We sit in chairs among all the other travelers, this long, odd tube. Waiting to be propelled. The engines power up, the rumble of vast energy, as if from deep in the earth. Each one of these machines large as some ancient earthwork, monumental architecture made for motion, a tomb for the living to flee the sun.

The engines rev, we taxi to the runway, the incredible power beneath us. We are strapped to a rocket. We all sit denying this to some extent, not to be lost in hysteria. The engines roar, we are pressed back in our seats, the ground speeds by, the feeling of wheels leaving tarmac, the rough friction turns to powered glide. We are airborne.

Almost immediately the ground is distant, everything becoming miniature as if seen from a mountaintop. Then the mountains themselves grow small, the bay is a brown pond with its strings of model ships, its wire bridges. We are breaking away in some sense, from the gravity that has held us all our lives in that narrow space, the earth’s surface no more than a few feet away, at most.

We are out of that band, the thin film of life and dense air. Soon everything is flattened by distance. The steep hills become mere knolls, the neighborhoods where I used to live are encrustations, like barnacles on an inverted hull, or aphids hunkered on a kale leaf.

Far to the north, a white ghost in the haze, Mount Shasta. One of the most prominent features, one of the highest mountains in California, rising in one great lift, an arrowhead of white ice. Now she is small, though I can pick out some of her familiar features, as if on a topographical map. The lower Mount Lassen tracks between us, a small lump of rock, snow in the crags.



All passing, quickly. We are leaving the realm of our common felt experience. As though peering at the world through a photograph. Once we stopped beside the highway to look at Shasta, huge beyond comprehension in her landscape. Totally unmatched in grandeur, a great crag of black stone and white glacier. The broad tan grassland at her feet, the other mountains around us minuscule in comparison. The mountain challenged the sky in scope. Titanic storm clouds flowed up from the south and broke over her peak and seemed like small facsimiles of her dense power.

I tried to take a picture, centering the mountain in the frame. I shaded the screen to see what I had captured. In the photo the trucks on the highway, near at hand, loomed large.
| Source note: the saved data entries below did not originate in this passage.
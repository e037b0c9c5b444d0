use super::DataStore;
use crate::error::PersistenceError;
use serde::de::DeserializeOwned;
use serde::Serialize;
use std::fs;
use std::io::ErrorKind;
use std::marker::PhantomData;
use std::path::{Path, PathBuf};
use tracing::{debug, warn};

/// A collection stored as a JSON array in a single file.
pub struct JsonFileStore<T> {
    path: PathBuf,
    _records: PhantomData<fn() -> T>,
}

impl<T> JsonFileStore<T> {
    pub fn new(path: impl Into<PathBuf>) -> Self {
        Self {
            path: path.into(),
            _records: PhantomData,
        }
    }

    pub fn path(&self) -> &Path {
        &self.path
    }

    fn ensure_parent(&self) -> Result<(), PersistenceError> {
        match self.path.parent() {
            Some(dir) if !dir.as_os_str().is_empty() && !dir.exists() => {
                fs::create_dir_all(dir).map_err(|e| PersistenceError::io(dir, e))
            }
            _ => Ok(()),
        }
    }
}

impl<T> DataStore<T> for JsonFileStore<T>
where
    T: Serialize + DeserializeOwned,
{
    fn load(&self) -> Result<Option<Vec<T>>, PersistenceError> {
        let content = match fs::read_to_string(&self.path) {
            Ok(content) => content,
            Err(e) if e.kind() == ErrorKind::NotFound => {
                debug!(path = %self.path.display(), "data file missing");
                return Ok(None);
            }
            Err(e) => return Err(PersistenceError::io(&self.path, e)),
        };

        let records: Vec<T> = serde_json::from_str(&content).map_err(|e| {
            warn!(path = %self.path.display(), error = %e, "rejecting data file");
            PersistenceError::corrupt(&self.path, e)
        })?;
        debug!(path = %self.path.display(), count = records.len(), "loaded records");
        Ok(Some(records))
    }

    fn save(&mut self, records: &[T]) -> Result<(), PersistenceError> {
        self.ensure_parent()?;
        let content = serde_json::to_string_pretty(records)
            .map_err(|e| PersistenceError::corrupt(&self.path, e))?;
        fs::write(&self.path, content).map_err(|e| PersistenceError::io(&self.path, e))?;
        debug!(path = %self.path.display(), count = records.len(), "saved records");
        Ok(())
    }

    fn location(&self) -> String {
        self.path.display().to_string()
    }
}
The plain seemed to stretch out and out, then almost disappearing in the haze, a small white triangle against the sky.

The digital translation of light and distance obscures the felt reality, the mountain’s massive character. So with flight.
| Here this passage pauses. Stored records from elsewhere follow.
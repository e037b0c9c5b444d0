//! Field validators shared by every record type.
//!
//! Validators are pure: they take raw user input (or an already typed value) and
//! return either the normalized value or a [`ValidationError`] carrying a reason
//! that can be shown to the user as-is. Entities call them from their
//! constructors, and the CLI calls them one field at a time so that a bad value
//! is reported before anything else happens.
//!
//! Parsing and range checking are separate steps: `parse_*` turns text into a
//! number, `require_*` checks the number. Deserialized records skip the parse
//! step but always go through the range checks.

use thiserror::Error;

/// Why a single field was rejected.
#[derive(Error, Debug, Clone, PartialEq)]
pub enum ValidationError {
    #[error("{field} cannot be empty")]
    Empty { field: &'static str },

    #[error("{field} must be between {min} and {max} characters")]
    Length {
        field: &'static str,
        min: usize,
        max: usize,
    },

    #[error("{field} contains invalid character '{ch}' (only letters, spaces, hyphens, apostrophes and periods allowed)")]
    InvalidCharacter { field: &'static str, ch: char },

    #[error("{field} must be a number, got '{value}'")]
    NotANumber { field: &'static str, value: String },

    #[error("{field} must be a whole number, got '{value}'")]
    NotAnInteger { field: &'static str, value: String },

    #[error("{field} {detail}")]
    OutOfRange {
        field: &'static str,
        detail: String,
    },

    #[error("{field} must be positive")]
    NotPositive { field: &'static str },

    #[error("{field} cannot be negative")]
    Negative { field: &'static str },

    #[error("Invalid {field}: '{value}'. Choose from: {}", allowed.join(", "))]
    NotInList {
        field: &'static str,
        value: String,
        allowed: &'static [&'static str],
    },

    #[error("Invalid date '{value}', expected YYYY-MM-DD (e.g. 2023-10-27)")]
    InvalidDate { value: String },

    #[error("Date {date} is in the future")]
    FutureDate { date: String },

    #[error("At least one subject with a score is required")]
    NoSubjects,

    #[error("{field} must look like {expected}, got '{value}'")]
    Format {
        field: &'static str,
        expected: &'static str,
        value: String,
    },
}

pub type ValidationResult<T> = std::result::Result<T, ValidationError>;

/// Rounds to two decimal places, half away from zero.
pub fn round2(value: f64) -> f64 {
    (value * 100.0).round() / 100.0
}

/// Trims `raw` and rejects it if nothing is left.
pub fn require_text(field: &'static str, raw: &str) -> ValidationResult<String> {
    let trimmed = raw.trim();
    if trimmed.is_empty() {
        return Err(ValidationError::Empty { field });
    }
    Ok(trimmed.to_string())
}

/// Parses a finite decimal number.
pub fn parse_number(field: &'static str, raw: &str) -> ValidationResult<f64> {
    let trimmed = raw.trim();
    match trimmed.parse::<f64>() {
        Ok(value) if value.is_finite() => Ok(value),
        _ => Err(ValidationError::NotANumber {
            field,
            value: trimmed.to_string(),
        }),
    }
}

/// Parses a whole number. A leading `+` is accepted.
pub fn parse_integer(field: &'static str, raw: &str) -> ValidationResult<i64> {
    let trimmed = raw.trim();
    trimmed
        .parse::<i64>()
        .map_err(|_| ValidationError::NotAnInteger {
            field,
            value: trimmed.to_string(),
        })
}

/// Rounds a money-like value to cents and checks that the result is finite
/// and strictly positive.
pub fn require_positive(field: &'static str, value: f64) -> ValidationResult<f64> {
    let rounded = round2(value);
    if !rounded.is_finite() {
        return Err(ValidationError::NotANumber {
            field,
            value: value.to_string(),
        });
    }
    if rounded <= 0.0 {
        return Err(ValidationError::NotPositive { field });
    }
    Ok(rounded)
}

/// Adds up money values and rounds the total to cents. A total too large for
/// an `f64` is an error rather than infinity.
pub fn sum_money<I>(field: &'static str, values: I) -> ValidationResult<f64>
where
    I: IntoIterator<Item = f64>,
{
    let total = round2(values.into_iter().sum());
    if !total.is_finite() {
        return Err(ValidationError::OutOfRange {
            field,
            detail: "is too large to represent".to_string(),
        });
    }
    Ok(total)
}

/// Matches `raw` against a fixed list, ignoring case and surrounding whitespace.
///
/// Returns the canonical spelling from `allowed`.
pub fn match_choice(
    field: &'static str,
    raw: &str,
    allowed: &'static [&'static str],
) -> ValidationResult<&'static str> {
    let trimmed = raw.trim();
    if trimmed.is_empty() {
        return Err(ValidationError::Empty { field });
    }
    allowed
        .iter()
        .copied()
        .find(|choice| choice.eq_ignore_ascii_case(trimmed))
        .ok_or_else(|| ValidationError::NotInList {
            field,
            value: trimmed.to_string(),
            allowed,
        })
}

#[cfg(test)]
mod tests {
    use super::*;

    const COLORS: &[&str] = &["Red", "Dark Blue"];

    #[test]
    fn round2_rounds_half_away_from_zero() {
        assert_eq!(round2(1.005_000_1), 1.01);
        assert_eq!(round2(2.344), 2.34);
        assert_eq!(round2(10.0), 10.0);
    }

    #[test]
    fn require_text_trims() {
        assert_eq!(require_text("Title", "  Dune ").unwrap(), "Dune");
        assert_eq!(
            require_text("Title", "   "),
            Err(ValidationError::Empty { field: "Title" })
        );
    }

    #[test]
    fn parse_number_rejects_garbage_and_infinity() {
        assert_eq!(parse_number("Price", " 12.5 ").unwrap(), 12.5);
        assert!(matches!(
            parse_number("Price", "abc"),
            Err(ValidationError::NotANumber { .. })
        ));
        assert!(parse_number("Price", "inf").is_err());
        assert!(parse_number("Price", "NaN").is_err());
    }

    #[test]
    fn parse_integer_rejects_decimals() {
        assert_eq!(parse_integer("Stock", "+7").unwrap(), 7);
        assert_eq!(parse_integer("Stock", "-3").unwrap(), -3);
        assert!(matches!(
            parse_integer("Stock", "2.5"),
            Err(ValidationError::NotAnInteger { .. })
        ));
    }

    #[test]
    fn require_positive_rounds() {
        assert_eq!(require_positive("Amount", 19.999).unwrap(), 20.0);
        assert_eq!(
            require_positive("Amount", 0.0),
            Err(ValidationError::NotPositive { field: "Amount" })
        );
        assert!(require_positive("Amount", -4.0).is_err());
        assert!(require_positive("Amount", f64::NAN).is_err());
    }

    #[test]
    fn require_positive_checks_the_rounded_value() {
        assert_eq!(
            require_positive("Price", 0.004),
            Err(ValidationError::NotPositive { field: "Price" })
        );
        assert_eq!(require_positive("Price", 0.005).unwrap(), 0.01);
        assert!(matches!(
            require_positive("Price", 1.7e308),
            Err(ValidationError::NotANumber { field: "Price", .. })
        ));
        assert!(require_positive("Price", f64::MAX / 1000.0).is_ok());
    }

    #[test]
    fn sum_money_rejects_overflowing_totals() {
        assert_eq!(sum_money("Total", [0.1, 0.2, 10.0]).unwrap(), 10.3);
        assert_eq!(sum_money("Total", Vec::new()).unwrap(), 0.0);
        assert!(matches!(
            sum_money("Total", [1.0e306, 1.0e306]),
            Err(ValidationError::OutOfRange { field: "Total", .. })
        ));
    }

    #[test]
    fn match_choice_returns_canonical_spelling() {
        assert_eq!(match_choice("Color", "dark BLUE", COLORS).unwrap(), "Dark Blue");
        assert_eq!(match_choice("Color", " red", COLORS).unwrap(), "Red");
    }

    #[test]
    fn match_choice_lists_allowed_values() {
        let err = match_choice("Color", "green", COLORS).unwrap_err();
        assert_eq!(
            err.to_string(),
            "Invalid Color: 'green'. Choose from: Red, Dark Blue"
        );
    }
}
We close the blinds and rest, leaned on one another, our cramped hard seats. All around us the rumble and vibration, a continuous cry.

When we open the shade again, we are over an unrecognizable land. Before we could point out the snowy peaks we knew. Now the land is flat, a pattern of gray mud, and silvery ice or water, which we can’t say. Dark fingers of land. Are we over Canada? Greenland? Siberia? Utterly unmoored. We are outside the experience of that place, awash in haze. On the northern horizon clouds hold a gentle palette, vague orange, like the reflected light of a fire.

We are flying away from the sun. It drops behind us quickly. The earth is lost in the refraction of the fiery tones through the haze. Ahead is utter inchoate darkness.

We are aloft in the ethereal mind of the world, a small hard dart hurtling through cloud-space, titanic, mutable, creative, ephemeral and durable at once. The wild burning blood of the earth propels us. Higher than any bird. Like ejecta from an asteroid impact. And each of us sitting calmly in our chairs. Above us, space sits massive and heavy and empty like the vault of a cave pierced with starry quartz. Us in our tiny machine, rocketing through the thoughts of the atmosphere.

The sudden unnatural onset of night. We sit in our small chairs for ten hours at a stretch. The surreal impacted tube crammed with silent people forgetting where they are, merely to endure.

Into the deep night of the airline, our waking fatigue, the crew speaks over the intercom, sorry to bother you, we want to tell you, you can begin to see the northern lights on the left side of the plane.

Everyone comes awake, crowds toward the windows. We turn out the light, peer through the double pane. Painted over the polar dark is a shimmering cloud, algae green, like wet wood afire.